◆ Work required:
What lines in the records below contain the string "struct"? Copy every one.

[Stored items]
*** Begin section ***

// SPDX-License-Identifier: Apache-2.0
// © James Ross Ω FLYING•ROBOTS <https://github.com/flyingrobots>

//! Active registry: entries currently permitted to run.
//!
//! Entries are partitioned into a Global bucket and one bucket per subject, so
//! conflict computation for a `PerSubject(P)` arrival only walks the Global
//! bucket and P's bucket. A Global arrival walks everything.

use std::collections::BTreeSet;

use rustc_hash::FxHashMap;

use crate::classification::{EventClassification, Scope};
use crate::ident::{EntryId, SubjectId, WaiterId};

/// An admitted entry plus the waiters counting down on its exit.
#[derive(Debug)]
pub(crate) struct ActiveEntry {
    pub(crate) classification: EventClassification,
    /// Parked waiters that listed this entry as a blocker, in parking order.
    pub(crate) dependents: Vec<WaiterId>,
}

#[derive(Debug, Default)]
pub(crate) struct ActiveRegistry {
    entries: FxHashMap<EntryId, ActiveEntry>,
    global: BTreeSet<EntryId>,
    by_subject: FxHashMap<SubjectId, BTreeSet<EntryId>>,
}

impl ActiveRegistry {
    /// Active entries that must exit before `classification` may activate,
    /// in ascending id (admission) order.
    pub(crate) fn conflicts(&self, classification: &EventClassification) -> Vec<EntryId> {
        if classification.tags().is_empty() {
            return Vec::new();
        }
        let mut out: Vec<EntryId> = Vec::new();
        self.collect_bucket(&self.global, classification, &mut out);
        match classification.scope() {
            Scope::Global => {
                for bucket in self.by_subject.values() {
                    self.collect_bucket(bucket, classification, &mut out);
                }
            }
            Scope::PerSubject(subject) => {
                if let Some(bucket) = self.by_subject.get(&subject) {
                    self.collect_bucket(bucket, classification, &mut out);
                }
            }
        }
        out.sort_unstable();
        out
    }

    fn collect_bucket(
        &self,
        bucket: &BTreeSet<EntryId>,
        classification: &EventClassification,
        out: &mut Vec<EntryId>,
    ) {
        for id in bucket {
            let Some(active) = self.entries.get(id) else {
                continue;
            };
            if active.classification.tags().intersects(classification.tags()) {
                out.push(*id);
            }
        }
    }

    pub(crate) fn insert(&mut self, id: EntryId, classification: EventClassification) {
        match classification.scope() {
            Scope::Global => {
                self.global.insert(id);
            }
            Scope::PerSubject(subject) => {
                self.by_subject.entry(subject).or_default().insert(id);
            }
        }
        self.entries.insert(
            id,
            ActiveEntry {
                classification,
                dependents: Vec::new(),
            },
        );
    }

    /// Removes an entry, returning it with its dependents. Empty subject
    /// buckets are dropped so long-running servers do not accumulate one per
    /// player ever seen.
    pub(crate) fn remove(&mut self, id: EntryId) -> Option<ActiveEntry> {
        let active = self.entries.remove(&id)?;
        match active.classification.scope() {
            Scope::Global => {
                self.global.remove(&id);
            }
            Scope::PerSubject(subject) => {
                if let Some(bucket) = self.by_subject.get_mut(&subject) {
                    bucket.remove(&id);
                    if bucket.is_empty() {
                        self.by_subject.remove(&subject);
                    }
                }
            }
        }
        Some(active)
    }

    pub(crate) fn add_dependent(&mut self, id: EntryId, waiter: WaiterId) {
        if let Some(active) = self.entries.get_mut(&id) {
            active.dependents.push(waiter);
        }
    }

    pub(crate) fn remove_dependent(&mut self, id: EntryId, waiter: WaiterId) {
        if let Some(active) = self.entries.get_mut(&id) {
            active.dependents.retain(|w| *w != waiter);
        }
    }

    #[cfg(test)]
    pub(crate) fn contains(&self, id: EntryId) -> bool {
        self.entries.contains_key(&id)
    }

    pub(crate) fn len(&self) -> usize {
        self.entries.len()
    }

    pub(crate) fn subject_buckets(&self) -> usize {
        self.by_subject.len()
    }
}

*** End section ***

◆ Your solution:
pub(crate) struct ActiveEntry {
pub(crate) struct ActiveRegistry {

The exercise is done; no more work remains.